加工rRNA的酶是RNA酶Ⅲ。在rne-细胞中缺乏成熟的rRNAs,而代之以含有16S,23S和5S序列的一个30S前体。这种前体在体外能被RNA酶Ⅲ所切割而形成成熟的rRNA分子。16S和23SrRNAs的前体分别称为p16和p23,它们分别比16S和23S略长一些。在初级转录本中,由于p16p23的两端的碱基都是互补的,它们分别形成很大的发夹。其特征是发夹顶的环非常大,分别为1600个核苷酸和2900个核苷酸。
tRNA的加工
tRNA基因往往成簇存在,不论在原核或真核生物中均如此。在E.coli中,至少某些tRNAs能聚在一起。形成操纵子,并由一个启动子转录成一条长的前体RNA链。例如,T4噬菌体即有由8个tRNA基因所组成的簇。虽然情况各有不同,但有一条共同规则:每个tRNA均是一个长的前体RNA的一部分。E.coli中已找到两个tRNA基因簇,二者均除tRNA基因外尚含有其他基因。这两个基因簇均含有酪氨酸tRNA的基因,故即以此命名:[1]tyrU簇,包括4个tRNA基因,tRNAThr,tRNAGly,和tRNATyr;[2]tyrT簇,则仅包含两个相同的基因,编码tRNATyr。在每个tRNA基因簇中,唯一的启动子常位于第一个tRNA基因之前。在最后一个tRNA基因的后面还有编码蛋白质的基因。在tyrU簇中是基因tutB(编码延长因子EF-Tu的两个基因之一)。而在tyrT簇中是编码蛋白质P的基因(蛋白质P是一种类似鱼精蛋白的多肽)。

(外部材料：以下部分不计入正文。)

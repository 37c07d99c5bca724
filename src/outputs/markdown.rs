//! Markdown artifacts: the posts report and the summary.

use std::fmt::Write;

use super::RunMeta;
use crate::models::{GroupedPosts, SummaryResult};
use crate::utils::{time_of_day, upcase};

const TIME_FORMAT: &str = "%Y-%m-%d %H:%M:%S UTC";

/// Human-readable report of every fetched post, never truncated.
pub fn render_posts(grouped: &GroupedPosts, meta: &RunMeta) -> String {
    let mut md = String::new();
    let _ = writeln!(md, "# Posts (last {} hours)\n", meta.hours);
    let _ = writeln!(
        md,
        "{} edition, generated {}\n",
        upcase(time_of_day(meta.generated_at.time())),
        meta.generated_at.format(TIME_FORMAT)
    );
    let _ = writeln!(
        md,
        "Window: {} to {}\n",
        meta.window_start.format(TIME_FORMAT),
        meta.window_end.format(TIME_FORMAT)
    );

    if !meta.failed_authors.is_empty() {
        md.push_str("Failed authors:\n\n");
        for failure in &meta.failed_authors {
            let _ = writeln!(md, "- @{}: {}", failure.author, failure.error);
        }
        md.push('\n');
    }

    if grouped.is_empty() {
        md.push_str("_No posts in this window._\n");
        return md;
    }

    for group in &grouped.groups {
        let _ = writeln!(md, "## @{}\n", group.author);
        let _ = writeln!(md, "{} posts\n", group.posts.len());

        for (i, post) in group.posts.iter().enumerate() {
            let _ = writeln!(md, "### Post {}\n", i + 1);
            match &post.repost_of {
                Some(original) => {
                    md.push_str("- **Type**: repost\n");
                    let _ = writeln!(md, "- **Original author**: @{original}");
                }
                None => md.push_str("- **Type**: original\n"),
            }
            let _ = writeln!(md, "- **ID**: {}", post.id);
            let _ = writeln!(md, "- **Time**: {}", post.created_at.format(TIME_FORMAT));
            let _ = writeln!(md, "- **Text**: {}", post.text);
            let _ = writeln!(md, "- **Link**: {}", post.url);

            if !post.media.is_empty() {
                let _ = writeln!(md, "\n#### Images ({})\n", post.media.len());
                for (j, url) in post.media.iter().enumerate() {
                    let _ = writeln!(md, "![Image {}]({url})\n", j + 1);
                }
            }
            md.push_str("\n---\n\n");
        }
    }
    md
}

/// Summary file: header, provider line, summary text.
pub fn render_summary(summary: &SummaryResult, hours: u32) -> String {
    format!(
        "# Summary (last {hours} hours)\n\n_Generated {} by {} / {}_\n\n{}\n",
        summary.generated_at.format(TIME_FORMAT),
        summary.provider,
        summary.model,
        summary.text.trim_end()
    )
}
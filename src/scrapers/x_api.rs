//! X API v2 post source.
//!
//! Opening a session checks the bearer token and resolves every handle to a
//! user id in one `GET /2/users/by` call (100 handles per request). Fetching
//! an author then pages through `GET /2/users/:id/tweets` from `start_time`.
//!
//! The lookup endpoint rejects the whole batch with HTTP 400 when any
//! username is malformed, so handles that X would never accept are left out
//! of it and fail on their own as [`FetchError::InvalidHandle`].

use std::collections::HashMap;

use chrono::{DateTime, SecondsFormat, Utc};
use itertools::Itertools;
use once_cell::sync::Lazy;
use regex::Regex;
use reqwest::StatusCode;
use serde::Deserialize;
use tracing::{debug, info, instrument, warn};

use super::{FetchSession, PostSource};
use crate::config::Secret;
use crate::error::{FetchError, SessionError};
use crate::models::Post;
use crate::utils::truncate_for_log;

const LOOKUP_BATCH: usize = 100;
const PAGE_SIZE: u32 = 100;
const MAX_PAGES: usize = 3;

static HANDLE: Lazy<Regex> = Lazy::new(|| Regex::new(r"^[A-Za-z0-9_]{1,15}$").unwrap());

/// Whether X accepts `handle` as a username.
pub fn is_valid_handle(handle: &str) -> bool {
    HANDLE.is_match(handle)
}

pub struct XApiSource {
    http: reqwest::Client,
    base_url: String,
    bearer_token: Secret,
}

impl XApiSource {
    pub fn new(http: reqwest::Client, base_url: String, bearer_token: Secret) -> Self {
        Self {
            http,
            base_url,
            bearer_token,
        }
    }
}

pub struct XApiSession {
    http: reqwest::Client,
    base_url: String,
    bearer_token: Secret,
    /// Lowercase handle → user id.
    user_ids: HashMap<String, String>,
}

impl PostSource for XApiSource {
    type Session = XApiSession;

    fn name(&self) -> &'static str {
        "x-api"
    }

    #[instrument(level = "info", skip_all, fields(authors = authors.len()))]
    async fn open(&self, authors: &[String]) -> Result<XApiSession, SessionError> {
        let mut user_ids = HashMap::new();

        let (valid, invalid): (Vec<&String>, Vec<&String>) =
            authors.iter().partition(|h| is_valid_handle(h));
        for handle in &invalid {
            warn!(%handle, "Not a valid X username; left out of lookup");
        }

        for chunk in valid.chunks(LOOKUP_BATCH) {
            let usernames = chunk.iter().join(",");
            let response = self
                .http
                .get(format!("{}/2/users/by", self.base_url))
                .bearer_auth(self.bearer_token.expose())
                .query(&[("usernames", usernames.as_str())])
                .send()
                .await?;

            let status = response.status();
            if status == StatusCode::UNAUTHORIZED || status == StatusCode::FORBIDDEN {
                return Err(SessionError::Unauthorized("x-api".into()));
            }
            if !status.is_success() {
                let body = response.text().await.unwrap_or_default();
                return Err(SessionError::Setup(format!(
                    "user lookup returned HTTP {status}: {}",
                    truncate_for_log(&body, 300)
                )));
            }

            let lookup: UserLookup = response.json().await?;
            for user in lookup.data {
                user_ids.insert(user.username.to_lowercase(), user.id);
            }
            for problem in lookup.errors {
                warn!(value = ?problem.value, detail = %problem.detail, "User lookup problem");
            }
        }

        info!(resolved = user_ids.len(), "X API session opened");
        Ok(XApiSession {
            http: self.http.clone(),
            base_url: self.base_url.clone(),
            bearer_token: self.bearer_token.clone(),
            user_ids,
        })
    }
}

impl FetchSession for XApiSession {
    #[instrument(level = "info", skip_all, fields(%handle))]
    async fn fetch_recent_posts(
        &self,
        handle: &str,
        since: DateTime<Utc>,
    ) -> Result<Vec<Post>, FetchError> {
        if !is_valid_handle(handle) {
            return Err(FetchError::InvalidHandle(handle.to_string()));
        }
        let user_id = self
            .user_ids
            .get(handle)
            .ok_or_else(|| FetchError::UnknownAuthor(handle.to_string()))?;

        let url = format!("{}/2/users/{}/tweets", self.base_url, user_id);
        let start_time = since.to_rfc3339_opts(SecondsFormat::Secs, true);
        let page_size = PAGE_SIZE.to_string();

        let mut posts = Vec::new();
        let mut next_token: Option<String> = None;

        for page_no in 0..MAX_PAGES {
            let mut query: Vec<(&str, &str)> = vec![
                ("max_results", page_size.as_str()),
                ("start_time", start_time.as_str()),
                ("tweet.fields", "created_at,attachments,referenced_tweets"),
                (
                    "expansions",
                    "attachments.media_keys,referenced_tweets.id.author_id",
                ),
                ("media.fields", "url,preview_image_url"),
                ("user.fields", "username"),
            ];
            if let Some(token) = next_token.as_deref() {
                query.push(("pagination_token", token));
            }

            let response = self
                .http
                .get(&url)
                .bearer_auth(self.bearer_token.expose())
                .query(&query)
                .send()
                .await?;

            let status = response.status();
            match status {
                StatusCode::UNAUTHORIZED | StatusCode::FORBIDDEN => {
                    return Err(FetchError::Unauthorized);
                }
                StatusCode::TOO_MANY_REQUESTS => return Err(FetchError::RateLimited),
                s if !s.is_success() => {
                    let body = response.text().await.unwrap_or_default();
                    return Err(FetchError::Http {
                        status: s.as_u16(),
                        body: truncate_for_log(&body, 300),
                    });
                }
                _ => {}
            }

            let page: TimelinePage = response.json().await?;
            next_token = page.meta.next_token.clone();
            let page_posts = page_to_posts(handle, page);
            debug!(page_no, count = page_posts.len(), "Fetched timeline page");
            posts.extend(page_posts);

            if next_token.is_none() {
                break;
            }
        }

        Ok(posts
            .into_iter()
            .filter(|p| p.created_at >= since)
            .collect())
    }

    async fn close(self) {
        // Bearer sessions hold no server-side state; dropping the client
        // releases pooled connections.
        info!(authors = self.user_ids.len(), "X API session closed");
    }
}

/// Convert one timeline page into posts attributed to `handle`.
fn page_to_posts(handle: &str, page: TimelinePage) -> Vec<Post> {
    let media_urls: HashMap<&str, &str> = page
        .includes
        .media
        .iter()
        .filter_map(|m| {
            m.url
                .as_deref()
                .or(m.preview_image_url.as_deref())
                .map(|u| (m.media_key.as_str(), u))
        })
        .collect();
    let usernames: HashMap<&str, &str> = page
        .includes
        .users
        .iter()
        .map(|u| (u.id.as_str(), u.username.as_str()))
        .collect();
    let tweet_authors: HashMap<&str, &str> = page
        .includes
        .tweets
        .iter()
        .filter_map(|t| t.author_id.as_deref().map(|a| (t.id.as_str(), a)))
        .collect();

    page.data
        .iter()
        .filter_map(|tweet| {
            let Some(created_at) = tweet.created_at else {
                warn!(id = %tweet.id, "Tweet without created_at; skipping");
                return None;
            };

            let repost_of = tweet
                .referenced_tweets
                .iter()
                .find(|r| r.kind == "retweeted")
                .and_then(|r| tweet_authors.get(r.id.as_str()))
                .and_then(|author_id| usernames.get(author_id))
                .map(|name| name.to_lowercase());

            let media = tweet
                .attachments
                .as_ref()
                .map(|a| {
                    a.media_keys
                        .iter()
                        .filter_map(|k| media_urls.get(k.as_str()).map(|u| u.to_string()))
                        .collect()
                })
                .unwrap_or_default();

            Some(Post {
                id: tweet.id.clone(),
                author: handle.to_string(),
                created_at,
                text: tweet.text.clone(),
                url: format!("https://x.com/{handle}/status/{}", tweet.id),
                media,
                repost_of,
            })
        })
        .collect()
}

#[derive(Debug, Deserialize)]
struct UserLookup {
    #[serde(default)]
    data: Vec<ApiUser>,
    #[serde(default)]
    errors: Vec<ApiProblem>,
}

#[derive(Debug, Deserialize)]
struct ApiUser {
    id: String,
    username: String,
}

#[derive(Debug, Deserialize)]
struct ApiProblem {
    #[serde(default)]
    value: Option<String>,
    #[serde(default)]
    detail: String,
}

#[derive(Debug, Default, Deserialize)]
struct TimelinePage {
    #[serde(default)]
    data: Vec<ApiTweet>,
    #[serde(default)]
    includes: Includes,
    #[serde(default)]
    meta: Meta,
}

#[derive(Debug, Deserialize)]
struct ApiTweet {
    id: String,
    text: String,
    #[serde(default)]
    created_at: Option<DateTime<Utc>>,
    #[serde(default)]
    attachments: Option<Attachments>,
    #[serde(default)]
    referenced_tweets: Vec<ReferencedTweet>,
}

#[derive(Debug, Deserialize)]
struct Attachments {
    #[serde(default)]
    media_keys: Vec<String>,
}

#[derive(Debug, Deserialize)]
struct ReferencedTweet {
    #[serde(rename = "type")]
    kind: String,
    id: String,
}

#[derive(Debug, Default, Deserialize)]
struct Includes {
    #[serde(default)]
    media: Vec<ApiMedia>,
    #[serde(default)]
    users: Vec<ApiUser>,
    #[serde(default)]
    tweets: Vec<IncludedTweet>,
}

#[derive(Debug, Deserialize)]
struct ApiMedia {
    media_key: String,
    #[serde(default)]
    url: Option<String>,
    #[serde(default)]
    preview_image_url: Option<String>,
}

#[derive(Debug, Deserialize)]
struct IncludedTweet {
    id: String,
    #[serde(default)]
    author_id: Option<String>,
}

#[derive(Debug, Default, Deserialize)]
struct Meta {
    #[serde(default)]
    next_token: Option<String>,
}
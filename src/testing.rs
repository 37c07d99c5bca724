//! Local HTTP listener for exercising API clients against canned replies.

use std::sync::Arc;

use tokio::io::{AsyncReadExt, AsyncWriteExt};
use tokio::net::{TcpListener, TcpStream};

/// One request as seen by the listener.
#[derive(Debug, Clone)]
pub struct Request {
    pub method: String,
    /// Path plus query string.
    pub target: String,
    pub body: String,
}

type Handler = dyn Fn(&Request) -> (u16, String) + Send + Sync;

/// Serve `handler` on an ephemeral port and return the base URL.
///
/// Every connection gets one reply and is closed. The listener lives until
/// the test runtime shuts down.
pub async fn serve<F>(handler: F) -> String
where
    F: Fn(&Request) -> (u16, String) + Send + Sync + 'static,
{
    let listener = TcpListener::bind("127.0.0.1:0").await.unwrap();
    let addr = listener.local_addr().unwrap();
    let handler: Arc<Handler> = Arc::new(handler);

    tokio::spawn(async move {
        while let Ok((stream, _)) = listener.accept().await {
            let handler = Arc::clone(&handler);
            tokio::spawn(async move {
                let _ = respond(stream, handler).await;
            });
        }
    });

    format!("http://{addr}")
}

async fn respond(mut stream: TcpStream, handler: Arc<Handler>) -> std::io::Result<()> {
    let mut buf = Vec::new();
    let mut chunk = [0u8; 4096];

    let header_end = loop {
        let n = stream.read(&mut chunk).await?;
        if n == 0 {
            return Ok(());
        }
        buf.extend_from_slice(&chunk[..n]);
        if let Some(pos) = buf.windows(4).position(|w| w == b"\r\n\r\n") {
            break pos + 4;
        }
    };

    let head = String::from_utf8_lossy(&buf[..header_end]).to_string();
    let mut lines = head.lines();
    let mut request_line = lines.next().unwrap_or_default().split_whitespace();
    let method = request_line.next().unwrap_or_default().to_string();
    let target = request_line.next().unwrap_or_default().to_string();
    let content_length = lines
        .filter_map(|l| l.split_once(':'))
        .find(|(k, _)| k.trim().eq_ignore_ascii_case("content-length"))
        .and_then(|(_, v)| v.trim().parse::<usize>().ok())
        .unwrap_or(0);

    while buf.len() < header_end + content_length {
        let n = stream.read(&mut chunk).await?;
        if n == 0 {
            break;
        }
        buf.extend_from_slice(&chunk[..n]);
    }
    let body = String::from_utf8_lossy(&buf[header_end..]).to_string();

    let (status, reply) = handler(&Request {
        method,
        target,
        body,
    });
    let response = format!(
        "HTTP/1.1 {status} Canned\r\ncontent-type: application/json\r\ncontent-length: {}\r\nconnection: close\r\n\r\n{reply}",
        reply.len()
    );
    stream.write_all(response.as_bytes()).await?;
    stream.shutdown().await
}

E.coli中还有一种RNA酶P,它是一种内切核酸酶,负责切割所有tRNA分子的5'端,不论是在其与5'前导序列的接头处,还是在顺反子之间的序列处。RNA酶P是一种不寻常的酶。它由蛋白质和RNA二者组成,分子中RNA有375个碱基长(约130KD);而蛋白质组分要小得多,大约只有20KD。在E.coli中,基因rnpA编码其蛋白质组成,而rnpB编码RNA部分。这两个基因相隔甚远。RNA和蛋白质这两个组分对RNA酶P的催化活性似乎都是必须的。
还有一个酶叫做RNA酶D,它能从RNA的3'端一个一个地切去碱基,以产生tRNA的真正的3'端(5'端由RNA酶P产生)。另一个也带有外切核酸酶活性的酶是RNA酶Ⅱ,它能够将tRNA完全分解完。以前认为它亦tRNA加工有关,但目前认为它可能仅和RNA的分解代谢有关。
在细菌中有两种tRNA前体,其区别在于其3'端的序列。Ⅰ型分子有CCA三联体在其3'端。但某些噬菌体编码的Ⅱ型分子则没有CCA序列。当其他碱基被一个一个从前体分子上除去后,另由称为tRNA核苷酸转移酶的将CCA加到3'端上去。目前认为,真核生物中可能所有的tRNA前体都属于Ⅱ型,在成熟时都需要通过酶的作用,在其3'端加上CCA序列。